"Watershed election", "more important than ever before" – many politicians are wielding superlatives to describe this year's Elections to the European Parliament. Turnout for the election may increase overall. However, who stands to benefit from this? What do Europeans actually think about their continent? Where are the areas that require the most work in the EU? Please consult our overview page to find contacts and studies on Europe.
Brussels and Strasbourg are everywhere: Whether it is a matter of uniform social standards, caps for environmental pollution in our cities or rules for the internet, the European Parliament takes countless decisions that chart the course of our future. And it is Europeans who will decide who will be setting the tone there in the future. But what do EU citizens think about their future, the role of the EU in the world, and what are their fears and concerns?
What Do Europeans Think?
In eupinions, our EU opinion poll, we regularly ask people's views on representative questions for the EU and the largest Member States. The results reveal a multifaceted picture of Europe: The EU's approval ratings have risen continuously, almost without interruption, in recent years, and Europeans generally want the EU to play a stronger role at international level. However, Europeans are increasingly dissatisfied with how the EU functions.
Europeans increasingly come across as divided prior to European elections. But a majority of both the optimists and the pessimists among them want to participate in the elections.
Our European study on election intentions shows that many Europeans would like to use the European elections as a form of protest vote and primarily want to cast their ballot against individual parties. The mobilization of members in fringe parties critical of Europe is better than with voters of moderate parties in favor of Europe, according to our study. This could make it more difficult to reach compromises in the new parliament.
The Financial and Economic Union
The European Single Market is one of united Europe's greatest achievements and should guarantee the free movement of goods, services, people and capital. But what does it actually do for Europeans? Our analysis shows how great the gains are in European wallets throughout Europe and that the Single Market benefits Europeans in the form of income gains.
Could you still imagine Europe without the Single Market, or any other of the four freedoms which guarantee free movement of goods, services, capital and labor? For our short film Back to Europe, we fast forward to a future scenario and try to show how Europe would look without the EU. Unlimited traveling, working and studying abroad, 28 countries united in peace? Without the EU, this would hardly be the case.

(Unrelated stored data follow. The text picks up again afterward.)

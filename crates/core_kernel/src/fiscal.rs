//! Fiscal period utilities
//!
//! Financial-year, quarter, and rolling-month window calculations used by
//! the revenue metrics engine. The portal follows the Indian financial
//! year convention: April 1 through March 31.
//!
//! # Timezone policy
//!
//! All period boundaries are computed in UTC. Windows are inclusive of
//! both the start instant (00:00:00.000) and the end instant
//! (23:59:59.999). Date membership checks compare calendar dates, so an
//! invoice dated on a window's boundary day always falls inside it.

use chrono::{DateTime, Datelike, Duration, NaiveDate, Utc};
use serde::{Deserialize, Serialize};
use thiserror::Error;

/// First month of the financial year (April)
pub const FY_START_MONTH: u32 = 4;

/// Errors related to fiscal period construction
#[derive(Debug, Error, PartialEq, Eq)]
pub enum FiscalError {
    #[error("Invalid period: start {start} must not be after end {end}")]
    InvalidPeriod { start: NaiveDate, end: NaiveDate },

    #[error("Invalid calendar month: {0}")]
    InvalidMonth(u32),
}

/// An inclusive period window used for bucketing revenue figures
///
/// The window spans from 00:00:00.000 on the start date to 23:59:59.999
/// on the end date, both in UTC.
#[derive(Debug, Clone, Copy, PartialEq, Eq, Serialize, Deserialize)]
pub struct PeriodWindow {
    pub start: DateTime<Utc>,
    pub end: DateTime<Utc>,
}

impl PeriodWindow {
    /// Creates a window spanning the given dates, both inclusive
    pub fn new(start: NaiveDate, end: NaiveDate) -> Result<Self, FiscalError> {
        if start > end {
            return Err(FiscalError::InvalidPeriod { start, end });
        }
        Ok(Self {
            start: start_of_day(start),
            end: end_of_day(end),
        })
    }

    /// Returns the first calendar date of the window
    pub fn start_date(&self) -> NaiveDate {
        self.start.date_naive()
    }

    /// Returns the last calendar date of the window
    pub fn end_date(&self) -> NaiveDate {
        self.end.date_naive()
    }

    /// Returns true if the given date falls within the window
    pub fn contains_date(&self, date: NaiveDate) -> bool {
        date >= self.start_date() && date <= self.end_date()
    }

    /// Returns true if the date range [start, end] overlaps this window
    pub fn overlaps_range(&self, start: NaiveDate, end: NaiveDate) -> bool {
        start <= self.end_date() && end >= self.start_date()
    }
}

fn start_of_day(date: NaiveDate) -> DateTime<Utc> {
    date.and_hms_opt(0, 0, 0)
        .expect("midnight is always a valid time")
        .and_utc()
}

fn end_of_day(date: NaiveDate) -> DateTime<Utc> {
    date.and_hms_milli_opt(23, 59, 59, 999)
        .expect("end of day is always a valid time")
        .and_utc()
}

/// A financial year under the Indian convention (April 1 - March 31)
#[derive(Debug, Clone, Copy, PartialEq, Eq, Hash, Serialize, Deserialize)]
pub struct FinancialYear {
    /// Calendar year in which the financial year starts
    pub start_year: i32,
}

impl FinancialYear {
    /// Returns the financial year containing the given date
    ///
    /// A date in January-March belongs to the financial year that started
    /// the previous April.
    pub fn containing(date: NaiveDate) -> Self {
        let start_year = if date.month() >= FY_START_MONTH {
            date.year()
        } else {
            date.year() - 1
        };
        Self { start_year }
    }

    /// April 1 of the start year
    pub fn start(&self) -> NaiveDate {
        NaiveDate::from_ymd_opt(self.start_year, FY_START_MONTH, 1)
            .expect("April 1 is always valid")
    }

    /// March 31 of the following year
    pub fn end(&self) -> NaiveDate {
        NaiveDate::from_ymd_opt(self.start_year + 1, 3, 31)
            .expect("March 31 is always valid")
    }

    /// The full-year window
    pub fn window(&self) -> PeriodWindow {
        PeriodWindow::new(self.start(), self.end())
            .expect("financial year bounds are ordered")
    }

    /// Returns true if the date falls inside this financial year
    pub fn contains(&self, date: NaiveDate) -> bool {
        date >= self.start() && date <= self.end()
    }

    /// Returns true if the date range [start, end] overlaps this financial year
    pub fn overlaps(&self, start: NaiveDate, end: NaiveDate) -> bool {
        start <= self.end() && end >= self.start()
    }

    /// Display label, e.g. "FY2024-25"
    pub fn label(&self) -> String {
        format!("FY{}-{:02}", self.start_year, (self.start_year + 1) % 100)
    }
}

/// A quarter of the financial year
///
/// Q1 = Apr-Jun, Q2 = Jul-Sep, Q3 = Oct-Dec, Q4 = Jan-Mar. Quarters are
/// anchored to the financial year containing the reference date, not to a
/// caller-supplied year.
#[derive(Debug, Clone, Copy, PartialEq, Eq, Serialize, Deserialize)]
pub struct FiscalQuarter {
    pub year: FinancialYear,
    /// Quarter index, 1 through 4
    pub index: u8,
}

impl FiscalQuarter {
    /// Returns the fiscal quarter containing the given date
    pub fn containing(date: NaiveDate) -> Self {
        let year = FinancialYear::containing(date);
        let index = match date.month() {
            4..=6 => 1,
            7..=9 => 2,
            10..=12 => 3,
            _ => 4,
        };
        Self { year, index }
    }

    /// First date of the quarter
    pub fn start(&self) -> NaiveDate {
        let (y, m) = match self.index {
            1 => (self.year.start_year, 4),
            2 => (self.year.start_year, 7),
            3 => (self.year.start_year, 10),
            _ => (self.year.start_year + 1, 1),
        };
        NaiveDate::from_ymd_opt(y, m, 1).expect("quarter start is always valid")
    }

    /// Last date of the quarter
    pub fn end(&self) -> NaiveDate {
        let (y, m) = match self.index {
            1 => (self.year.start_year, 6),
            2 => (self.year.start_year, 9),
            3 => (self.year.start_year, 12),
            _ => (self.year.start_year + 1, 3),
        };
        last_day_of_month(y, m)
    }

    /// The quarter window
    pub fn window(&self) -> PeriodWindow {
        PeriodWindow::new(self.start(), self.end())
            .expect("quarter bounds are ordered")
    }

    /// Display label, e.g. "Q2 FY2024-25"
    pub fn label(&self) -> String {
        format!("Q{} {}", self.index, self.year.label())
    }
}

/// A single calendar month with its display label
#[derive(Debug, Clone, PartialEq, Eq, Serialize, Deserialize)]
pub struct MonthWindow {
    pub start: NaiveDate,
    pub end: NaiveDate,
    pub label: String,
}

impl MonthWindow {
    /// Builds the window for a calendar (year, month)
    pub fn of(year: i32, month: u32) -> Result<Self, FiscalError> {
        let start = NaiveDate::from_ymd_opt(year, month, 1)
            .ok_or(FiscalError::InvalidMonth(month))?;
        let end = last_day_of_month(year, month);
        Ok(Self {
            start,
            end,
            label: start.format("%b %Y").to_string(),
        })
    }

    /// The month as an inclusive period window
    pub fn window(&self) -> PeriodWindow {
        PeriodWindow::new(self.start, self.end)
            .expect("month bounds are ordered")
    }
}

/// Returns the last `count` full calendar months ending at `as_of`'s
/// month, oldest first
pub fn rolling_months(as_of: NaiveDate, count: u32) -> Vec<MonthWindow> {
    let mut months = Vec::with_capacity(count as usize);
    let (mut year, mut month) = (as_of.year(), as_of.month());
    for _ in 0..count {
        months.push(
            MonthWindow::of(year, month).expect("month within rolling window is valid"),
        );
        if month == 1 {
            year -= 1;
            month = 12;
        } else {
            month -= 1;
        }
    }
    months.reverse();
    months
}

/// Inclusive count of calendar months between two dates
///
/// `(end.year - start.year) * 12 + (end.month - start.month) + 1`, with a
/// floor of one month. This is the pro-ration divisor for license
/// coverage windows: a license from Jan 1 to Dec 31 spans 12 months.
pub fn months_spanned(start: NaiveDate, end: NaiveDate) -> u32 {
    let months = (end.year() - start.year()) * 12
        + end.month() as i32
        - start.month() as i32
        + 1;
    months.max(1) as u32
}

/// Returns the last day of a calendar month
pub fn last_day_of_month(year: i32, month: u32) -> NaiveDate {
    let (next_y, next_m) = if month == 12 {
        (year + 1, 1)
    } else {
        (year, month + 1)
    };
    NaiveDate::from_ymd_opt(next_y, next_m, 1)
        .expect("first of month is always valid")
        - Duration::days(1)
}

#[cfg(test)]
mod tests {
    use super::*;

    #[test]
    fn test_fy_containing_january_belongs_to_previous_april() {
        let fy = FinancialYear::containing(NaiveDate::from_ymd_opt(2024, 2, 15).unwrap());
        assert_eq!(fy.start(), NaiveDate::from_ymd_opt(2023, 4, 1).unwrap());
        assert_eq!(fy.end(), NaiveDate::from_ymd_opt(2024, 3, 31).unwrap());
    }

    #[test]
    fn test_fy_containing_may_starts_same_year() {
        let fy = FinancialYear::containing(NaiveDate::from_ymd_opt(2024, 5, 1).unwrap());
        assert_eq!(fy.start(), NaiveDate::from_ymd_opt(2024, 4, 1).unwrap());
        assert_eq!(fy.end(), NaiveDate::from_ymd_opt(2025, 3, 31).unwrap());
    }

    #[test]
    fn test_fy_boundary_days() {
        let fy = FinancialYear { start_year: 2024 };
        assert!(fy.contains(NaiveDate::from_ymd_opt(2024, 4, 1).unwrap()));
        assert!(fy.contains(NaiveDate::from_ymd_opt(2025, 3, 31).unwrap()));
        assert!(!fy.contains(NaiveDate::from_ymd_opt(2024, 3, 31).unwrap()));
        assert!(!fy.contains(NaiveDate::from_ymd_opt(2025, 4, 1).unwrap()));
    }

    #[test]
    fn test_quarter_oct_is_q3() {
        let q = FiscalQuarter::containing(NaiveDate::from_ymd_opt(2024, 10, 15).unwrap());
        assert_eq!(q.index, 3);
        assert_eq!(q.start(), NaiveDate::from_ymd_opt(2024, 10, 1).unwrap());
        assert_eq!(q.end(), NaiveDate::from_ymd_opt(2024, 12, 31).unwrap());
    }

    #[test]
    fn test_quarter_feb_is_q4_of_previous_fy() {
        let q = FiscalQuarter::containing(NaiveDate::from_ymd_opt(2025, 2, 10).unwrap());
        assert_eq!(q.index, 4);
        assert_eq!(q.year.start_year, 2024);
        assert_eq!(q.start(), NaiveDate::from_ymd_opt(2025, 1, 1).unwrap());
        assert_eq!(q.end(), NaiveDate::from_ymd_opt(2025, 3, 31).unwrap());
    }

    #[test]
    fn test_rolling_months_cross_year_boundary() {
        let windows = rolling_months(NaiveDate::from_ymd_opt(2024, 2, 20).unwrap(), 6);
        assert_eq!(windows.len(), 6);
        assert_eq!(windows[0].label, "Sep 2023");
        assert_eq!(windows[5].label, "Feb 2024");
        assert_eq!(windows[5].start, NaiveDate::from_ymd_opt(2024, 2, 1).unwrap());
        assert_eq!(windows[5].end, NaiveDate::from_ymd_opt(2024, 2, 29).unwrap());
    }

    #[test]
    fn test_months_spanned_full_year() {
        let start = NaiveDate::from_ymd_opt(2024, 1, 1).unwrap();
        let end = NaiveDate::from_ymd_opt(2024, 12, 31).unwrap();
        assert_eq!(months_spanned(start, end), 12);
    }

    #[test]
    fn test_months_spanned_floors_at_one() {
        let d = NaiveDate::from_ymd_opt(2024, 6, 10).unwrap();
        assert_eq!(months_spanned(d, d), 1);
        // Inverted ranges clamp rather than underflow
        let earlier = NaiveDate::from_ymd_opt(2024, 1, 1).unwrap();
        assert_eq!(months_spanned(d, earlier), 1);
    }

    #[test]
    fn test_period_window_inclusive_bounds() {
        let w = PeriodWindow::new(
            NaiveDate::from_ymd_opt(2024, 4, 1).unwrap(),
            NaiveDate::from_ymd_opt(2024, 4, 30).unwrap(),
        )
        .unwrap();
        assert!(w.contains_date(NaiveDate::from_ymd_opt(2024, 4, 1).unwrap()));
        assert!(w.contains_date(NaiveDate::from_ymd_opt(2024, 4, 30).unwrap()));
        assert!(!w.contains_date(NaiveDate::from_ymd_opt(2024, 5, 1).unwrap()));
        assert_eq!(w.end.time(), chrono::NaiveTime::from_hms_milli_opt(23, 59, 59, 999).unwrap());
    }

    #[test]
    fn test_period_window_rejects_inverted_range() {
        let result = PeriodWindow::new(
            NaiveDate::from_ymd_opt(2024, 5, 1).unwrap(),
            NaiveDate::from_ymd_opt(2024, 4, 1).unwrap(),
        );
        assert!(matches!(result, Err(FiscalError::InvalidPeriod { .. })));
    }
}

However, the EU is not only a large market. By adopting a complex web of standards and regulations, the EU has taken numerous measures in the aftermath of the financial crisis to minimize the chance of it breaking up and the risk of contagion during crises. But what do terms like "convergence criteria", "banking union" or the "four freedoms" mean? And what can joint initiatives such as the European unemployment reinsurance achieve? Our Europe Briefings from the "Repair and Prepare" project and a Study on Unemployment Reinsurance should clarify this.
Brexit will also continue to preoccupy Europeans. As long as no deal is reached on an orderly exit for the United Kingdom, a hard Brexit remains a possibility. This would be roughly twice as expensive for Europeans as a soft Brexit. However, the greatest loss of income would be suffered by the Brits, as our analysis reveals.
Standards for Democracy in the EU
Europe is the cradle of democracy. However, a democratic past does not always protect against an authoritarian future. What is the situation with standards for democracy and governance in Europe? The latest edition of the "Sustainable Government Indicators" draws a sobering conclusion: The standards for democracy deteriorated in 16 of the 28 EU States in 2018. Above all, the authors criticize the fact that governments in many places are no longer interested in balance and compromise, but instead are increasingly acting in a deliberately polarizing manner to satisfy individual groups of voters.
Our studies on European citizen initiatives show how citizens can get involved in European democracy. Most Europeans do not even know that simply by signing their name, they can ask Brussels to draft a specific law. Our studies show why this is the case and how citizen initiatives could be reformed.
Social Justice in Europe
The Social Justice Index regularly reflects how the EU States are handling the challenges of globalization and structural change. It studies values such as the risk of poverty or unemployment rates for all EU States and shows that the economic crisis of the last ten years has now been overcome. Nonetheless, the EU Member States have worked their way out of the crisis at differing speeds. Our study "How are you doing Europe?" also shows the differences in social standards and the labor market, as we collected empirical data for six subject areas such as poverty and social standards and developed reform proposals.